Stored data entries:

□ □ □ □ □

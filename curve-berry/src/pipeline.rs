//! 完整流程: 提取 → 映射 → (修剪) → 测量.

use crate::config::CurveMetricConfig;
use crate::metric::{frechet, pairwise_distances, MetricRecord};
use crate::svg::TrimPlot;
use crate::trim::{trim_bounds, TrimBounds};
use crate::{Curve, Result, Volume};

/// MRI 边界的提取方式.
#[derive(Copy, Clone, Debug, Eq, PartialEq)]
pub enum Variant {
    /// 单组织: 截断强度取区间内众数, 等值线在其一半处.
    SingleTissue,

    /// 带标签: 自动检测当前标签, 边界取在它与参考标签之间.
    LabelAware,
}

/// 一对物理坐标下的边界曲线.
#[derive(Clone, Debug, PartialEq)]
pub struct CurvePair {
    /// MRI 边界 (曲线 1).
    pub mri: Curve,

    /// 组织学边界 (曲线 2).
    pub hist: Curve,

    /// 检测到的 MRI 标签 (仅 [`Variant::LabelAware`]).
    pub label: Option<i64>,
}

impl CurvePair {
    /// 从两张切片中提取代表轮廓并映射到毫米坐标.
    ///
    /// 先处理组织学切片, 再处理 MRI 切片; 任何一步失败立即返回.
    pub fn extract(
        mri: &Volume,
        hist: &Volume,
        cfg: &CurveMetricConfig,
        variant: Variant,
    ) -> Result<Self> {
        let select = &cfg.selection;
        let xh = cfg.hist.extract(hist, select)?;
        let (xm, label) = match variant {
            Variant::SingleTissue => (cfg.mri_single.extract(mri, select)?.0, None),
            Variant::LabelAware => {
                let (c, label) = cfg.mri_label.extract(mri, select)?;
                (c, Some(label))
            }
        };
        log::debug!(
            "contours: {} MRI points, {} histology points",
            xm.len(),
            xh.len()
        );

        Ok(Self {
            mri: mri.affine().map_contour(&xm),
            hist: hist.affine().map_contour(&xh),
            label,
        })
    }

    /// 在完整曲线上计算全部指标.
    pub fn measure(&self) -> MetricRecord {
        let record = MetricRecord::compute(&self.mri, &self.hist);
        self.labelled(record)
    }

    /// 先修剪再计算 BDE 统计量. Fréchet 距离仍在完整曲线上计算.
    pub fn measure_trimmed(&self) -> (MetricRecord, TrimBounds) {
        let bounds = trim_bounds(pairwise_distances(&self.mri, &self.hist).view());
        let (ym, yh) = bounds.apply(&self.mri, &self.hist);
        let d = pairwise_distances(ym, yh);
        let record = MetricRecord::from_distances(d.view(), frechet(&self.mri, &self.hist));
        (self.labelled(record), bounds)
    }

    /// 修剪结果图. `shape` 为 MRI 切片的形状.
    #[inline]
    pub fn plot(&self, shape: (usize, usize), bounds: TrimBounds) -> TrimPlot<'_> {
        TrimPlot::new(shape, &self.mri, &self.hist, bounds)
    }

    fn labelled(&self, record: MetricRecord) -> MetricRecord {
        match self.label {
            Some(label) => record.with_label(label),
            None => record,
        }
    }
}

#[cfg(test)]
mod tests {
    use super::*;
    use crate::{Affine2d, Error, Modality};
    use approx::assert_abs_diff_eq;
    use ndarray::Array2;

    /// 上半部分为 `top`, 下半部分为 `bottom` 的 20×20 切片.
    fn half_planes(top: f32, bottom: f32, affine: Affine2d) -> Volume {
        let data = Array2::from_shape_fn((20, 20), |(h, _)| if h < 10 { top } else { bottom });
        Volume::from_parts(data, affine)
    }

    /// 沿第一个物理轴平移 1 mm.
    fn shifted() -> Affine2d {
        Affine2d::from_scale_translation([1.0, 1.0], [1.0, 0.0])
    }

    #[test]
    fn test_single_tissue_offset() {
        let mri = half_planes(2.0, 0.0, Affine2d::identity());
        let hist = half_planes(90.0, 30.0, shifted());
        let cfg = CurveMetricConfig::default();

        let pair = CurvePair::extract(&mri, &hist, &cfg, Variant::SingleTissue).unwrap();
        assert_eq!(pair.label, None);
        assert_eq!(pair.mri.len(), 20);
        assert_eq!(pair.hist.len(), 20);
        assert!(pair.hist.iter().all(|&(x, _)| x == 10.5));

        let m = pair.measure();
        assert_eq!(m.label, None);
        assert_abs_diff_eq!(m.bde_hd, 1.0, epsilon = 1e-3);
        assert_abs_diff_eq!(m.bde_median, 1.0, epsilon = 1e-3);
        assert_abs_diff_eq!(m.frechet, 1.0, epsilon = 1e-3);
    }

    #[test]
    fn test_square_ring_offset() {
        // 平行于平移方向的两条边上最近距离接近 0, 中位数因此小于 1.
        let square = |inside: f32, outside: f32, affine: Affine2d| {
            let data = Array2::from_shape_fn((40, 40), |(h, w)| {
                if (10..30).contains(&h) && (10..30).contains(&w) {
                    inside
                } else {
                    outside
                }
            });
            Volume::from_parts(data, affine)
        };
        let mri = square(2.0, 0.0, Affine2d::identity());
        let hist = square(90.0, 30.0, shifted());
        let cfg = CurveMetricConfig::default();

        let pair = CurvePair::extract(&mri, &hist, &cfg, Variant::SingleTissue).unwrap();
        let m = pair.measure();
        assert_abs_diff_eq!(m.bde_hd, 1.0, epsilon = 1e-3);
        assert_abs_diff_eq!(m.frechet, 1.0, epsilon = 1e-3);
        assert!(m.bde_median < 0.9, "bde_median = {}", m.bde_median);
    }

    #[test]
    fn test_label_aware_trimmed() {
        let mri = half_planes(2.0, 6.0, Affine2d::identity());
        let hist = half_planes(30.0, 90.0, shifted());
        let cfg = CurveMetricConfig::default();

        let pair = CurvePair::extract(&mri, &hist, &cfg, Variant::LabelAware).unwrap();
        assert_eq!(pair.label, Some(2));

        let (m, b) = pair.measure_trimmed();
        // 两条等长平行线段的端点互为最近点, 各被剥掉一个.
        assert_eq!(
            b,
            TrimBounds {
                am: 1,
                bm: 18,
                ah: 1,
                bh: 18
            }
        );
        assert_eq!(b.trimmed_count(pair.mri.len(), pair.hist.len()), (2, 2));
        assert_eq!(m.label, Some(2));
        assert_abs_diff_eq!(m.bde_hd, 1.0, epsilon = 1e-3);
        assert_abs_diff_eq!(m.bde_median, 1.0, epsilon = 1e-3);
        assert_abs_diff_eq!(m.frechet, 1.0, epsilon = 1e-3);

        let mut buf = Vec::new();
        pair.plot(mri.shape(), b).write_to(&mut buf).unwrap();
        let doc = String::from_utf8(buf).unwrap();
        assert_eq!(doc.matches("<line ").count(), 38);
    }

    #[test]
    fn test_no_histology_contour() {
        let mri = half_planes(2.0, 0.0, Affine2d::identity());
        let hist = half_planes(0.0, 0.0, Affine2d::identity());
        let cfg = CurveMetricConfig::default();
        let err = CurvePair::extract(&mri, &hist, &cfg, Variant::SingleTissue).unwrap_err();
        assert!(matches!(
            err,
            Error::NoContour {
                modality: Modality::Histology,
                count: 0
            }
        ));
    }

    #[test]
    fn test_histology_checked_first() {
        // 两张切片都没有轮廓时, 报告组织学切片的错误.
        let flat = half_planes(0.0, 0.0, Affine2d::identity());
        let cfg = CurveMetricConfig::default();
        let err = CurvePair::extract(&flat, &flat, &cfg, Variant::LabelAware).unwrap_err();
        assert_eq!(err.to_string(), "No contours in histology: 0");
    }
}
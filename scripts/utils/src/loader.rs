//! 对 `curve_berry` 加载功能的一层封装.

use std::path::Path;

use curve_berry::config::CurveMetricConfig;
use curve_berry::{Result, Volume};

/// 加载配置. 未给出路径时使用默认参数.
pub fn load_config(path: Option<&Path>) -> Result<CurveMetricConfig> {
    match path {
        Some(p) => CurveMetricConfig::load(p),
        None => Ok(CurveMetricConfig::default()),
    }
}

/// 依次加载 MRI 切片和组织学切片.
pub fn load_pair<P: AsRef<Path>, Q: AsRef<Path>>(mri: P, hist: Q) -> Result<(Volume, Volume)> {
    let mri = Volume::open(mri)?;
    let hist = Volume::open(hist)?;
    Ok((mri, hist))
}

#[cfg(test)]
mod tests {
    use super::*;
    use std::fs;

    #[test]
    fn test_default_config() {
        assert_eq!(load_config(None).unwrap(), CurveMetricConfig::default());
    }

    #[test]
    fn test_config_file() {
        let dir = tempfile::tempdir().unwrap();
        let p = dir.path().join("cfg.toml");
        fs::write(&p, "[mri_single]\nerosion_radius = 3\n").unwrap();
        let cfg = load_config(Some(p.as_path())).unwrap();
        assert_eq!(cfg.mri_single.erosion_radius, 3);
    }

    #[test]
    fn test_missing_volume() {
        assert!(load_pair("/nonexistent/mri.nii", "/nonexistent/hist.nii").is_err());
    }
}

□ □ □ □ □

ASSIGNMENT: What you give back should be exactly the lines of the data above from the line with "检测到的 MRI 标签" through the line with "let (xm, label)", both of those included, and nothing more.

EXERCISE OUTPUT:
    /// 检测到的 MRI 标签 (仅 [`Variant::LabelAware`]).
    pub label: Option<i64>,
}

impl CurvePair {
    /// 从两张切片中提取代表轮廓并映射到毫米坐标.
    ///
    /// 先处理组织学切片, 再处理 MRI 切片; 任何一步失败立即返回.
    pub fn extract(
        mri: &Volume,
        hist: &Volume,
        cfg: &CurveMetricConfig,
        variant: Variant,
    ) -> Result<Self> {
        let select = &cfg.selection;
        let xh = cfg.hist.extract(hist, select)?;
        let (xm, label) = match variant {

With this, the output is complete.